▶ [REQUIREMENT]: Reading the records below, find how many lines include the word "Aircraft" and give that number alone.

▶ [MATERIAL PROVIDED]:
◆ ◆ ◆ ◆
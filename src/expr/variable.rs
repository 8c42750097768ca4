//! Variables and their builder.
//!
//! A `Variable` is a cheap, clonable handle. Identity is a process-wide unique
//! `VarId`, so two variables with the same name in different sub-models never alias.

use std::cmp::Ordering as CmpOrdering;
use std::collections::HashMap;
use std::fmt;
use std::hash::{Hash, Hasher};
use std::sync::atomic::{AtomicU64, Ordering};
use std::sync::Arc;

use crate::error::{GpError, Result};
use crate::units::Unit;

/// Unique identifier for variables (including auxiliary solver columns).
#[derive(Debug, Clone, Copy, PartialEq, Eq, Hash, PartialOrd, Ord)]
pub struct VarId(u64);

impl VarId {
    /// Generate a new unique ID.
    pub fn new() -> Self {
        static NEXT_ID: AtomicU64 = AtomicU64::new(0);
        VarId(NEXT_ID.fetch_add(1, Ordering::SeqCst))
    }

    /// Get the raw ID value.
    pub fn raw(&self) -> u64 {
        self.0
    }
}

impl Default for VarId {
    fn default() -> Self {
        Self::new()
    }
}

/// Data behind a variable handle.
#[derive(Debug)]
pub struct VariableData {
    /// Unique identifier.
    pub id: VarId,
    /// Display name.
    pub name: String,
    /// Physical unit.
    pub unit: Unit,
    /// Unit as written by the model author, for display.
    pub unit_label: String,
    /// Fixed value in `unit`, if this variable is a parameter.
    pub value: Option<f64>,
    /// Free-form description.
    pub description: Option<String>,
    /// Name of the sub-model that declared the variable.
    pub model: Option<String>,
}

/// A positive scalar decision variable or fixed parameter.
#[derive(Clone)]
pub struct Variable(Arc<VariableData>);

/// Numeric values keyed by variable, in each variable's own unit.
pub type Values = HashMap<Variable, f64>;

impl Variable {
    /// Unique identifier.
    pub fn id(&self) -> VarId {
        self.0.id
    }

    /// Display name.
    pub fn name(&self) -> &str {
        &self.0.name
    }

    /// Physical unit.
    pub fn unit(&self) -> Unit {
        self.0.unit
    }

    /// Unit string as declared.
    pub fn unit_label(&self) -> &str {
        &self.0.unit_label
    }

    /// Fixed value, if the variable was declared with one.
    pub fn value(&self) -> Option<f64> {
        self.0.value
    }

    /// Check if the variable carries a fixed value.
    pub fn is_fixed(&self) -> bool {
        self.0.value.is_some()
    }

    /// Description, if any.
    pub fn description(&self) -> Option<&str> {
        self.0.description.as_deref()
    }

    /// Owning sub-model name, if any.
    pub fn model(&self) -> Option<&str> {
        self.0.model.as_deref()
    }

    /// Fully qualified name, `Model.name` when the owner is known.
    pub fn qualified_name(&self) -> String {
        match self.model() {
            Some(m) => format!("{}.{}", m, self.name()),
            None => self.name().to_string(),
        }
    }
}

impl PartialEq for Variable {
    fn eq(&self, other: &Self) -> bool {
        self.0.id == other.0.id
    }
}

impl Eq for Variable {}

impl Hash for Variable {
    fn hash<H: Hasher>(&self, state: &mut H) {
        self.0.id.hash(state);
    }
}

impl PartialOrd for Variable {
    fn partial_cmp(&self, other: &Self) -> Option<CmpOrdering> {
        Some(self.cmp(other))
    }
}

impl Ord for Variable {
    fn cmp(&self, other: &Self) -> CmpOrdering {
        self.0.id.cmp(&other.0.id)
    }
}

impl fmt::Debug for Variable {
    fn fmt(&self, f: &mut fmt::Formatter<'_>) -> fmt::Result {
        write!(f, "{}#{}", self.qualified_name(), self.0.id.raw())
    }
}

impl fmt::Display for Variable {
    fn fmt(&self, f: &mut fmt::Formatter<'_>) -> fmt::Result {
        write!(f, "{}", self.qualified_name())
    }
}

/// Builder for creating variables with various attributes.
#[derive(Debug, Default)]
pub struct VariableBuilder {
    name: String,
    unit: Option<String>,
    value: Option<f64>,
    description: Option<String>,
    model: Option<String>,
}

impl VariableBuilder {
    /// Create a new variable builder with the given name.
    pub fn new(name: impl Into<String>) -> Self {
        Self {
            name: name.into(),
            ..Default::default()
        }
    }

    /// Set the unit string, e.g. `"lbf"` or `"m/s**2"`.
    pub fn unit(mut self, unit: impl Into<String>) -> Self {
        self.unit = Some(unit.into());
        self
    }

    /// Fix the variable to a value (expressed in its unit).
    pub fn value(mut self, value: f64) -> Self {
        self.value = Some(value);
        self
    }

    /// Set a description.
    pub fn description(mut self, text: impl Into<String>) -> Self {
        self.description = Some(text.into());
        self
    }

    /// Record the owning sub-model.
    pub fn model(mut self, model: impl Into<String>) -> Self {
        self.model = Some(model.into());
        self
    }

    /// Build the variable.
    pub fn build(self) -> Result<Variable> {
        let unit_label = self.unit.unwrap_or_else(|| "-".to_string());
        let unit = Unit::parse(&unit_label)?;
        if let Some(v) = self.value {
            if !(v.is_finite() && v > 0.0) {
                return Err(GpError::InvalidProblem(format!(
                    "variable '{}' must have a positive finite value, got {}",
                    self.name, v
                )));
            }
        }
        Ok(Variable(Arc::new(VariableData {
            id: VarId::new(),
            name: self.name,
            unit,
            unit_label,
            value: self.value,
            description: self.description,
            model: self.model,
        })))
    }
}

/// Create a free variable with the given unit.
///
/// # Examples
///
/// ```
/// use gpsca::expr::variable;
///
/// let w = variable("W", "lbf").unwrap();
/// assert!(!w.is_fixed());
/// ```
pub fn variable(name: &str, unit: &str) -> Result<Variable> {
    VariableBuilder::new(name).unit(unit).build()
}

/// Create a fixed parameter with the given value and unit.
pub fn parameter(name: &str, value: f64, unit: &str) -> Result<Variable> {
    VariableBuilder::new(name).value(value).unit(unit).build()
}

/// Create a dimensionless free variable.
pub fn scalar_var(name: &str) -> Variable {
    Variable(Arc::new(VariableData {
        id: VarId::new(),
        name: name.to_string(),
        unit: Unit::dimensionless(),
        unit_label: "-".to_string(),
        value: None,
        description: None,
        model: None,
    }))
}

#[cfg(test)]
mod tests {
    use super::*;

    #[test]
    fn test_var_id() {
        let id1 = VarId::new();
        let id2 = VarId::new();
        assert_ne!(id1, id2);
    }

    #[test]
    fn test_variable_builder() {
        let w = VariableBuilder::new("W_pay")
            .unit("lbf")
            .value(800.0)
            .description("payload weight")
            .model("Aircraft")
            .build()
            .unwrap();

        assert_eq!(w.name(), "W_pay");
        assert_eq!(w.value(), Some(800.0));
        assert_eq!(w.qualified_name(), "Aircraft.W_pay");
        assert_eq!(w.unit_label(), "lbf");
        assert!(w.is_fixed());
    }

    #[test]
    fn test_identity_is_not_name() {
        let a = scalar_var("x");
        let b = scalar_var("x");
        assert_ne!(a, b);
        assert_eq!(a, a.clone());
    }

    #[test]
    fn test_nonpositive_value_rejected() {
        assert!(parameter("mu", 0.0, "-").is_err());
        assert!(parameter("mu", -1.0, "-").is_err());
    }

    #[test]
    fn test_bad_unit_rejected() {
        assert!(matches!(
            variable("x", "parsecs"),
            Err(GpError::UnitParse(_))
        ));
    }
}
◆ ◆ ◆ ◆
▶ [SOLUTION BELOW]: 2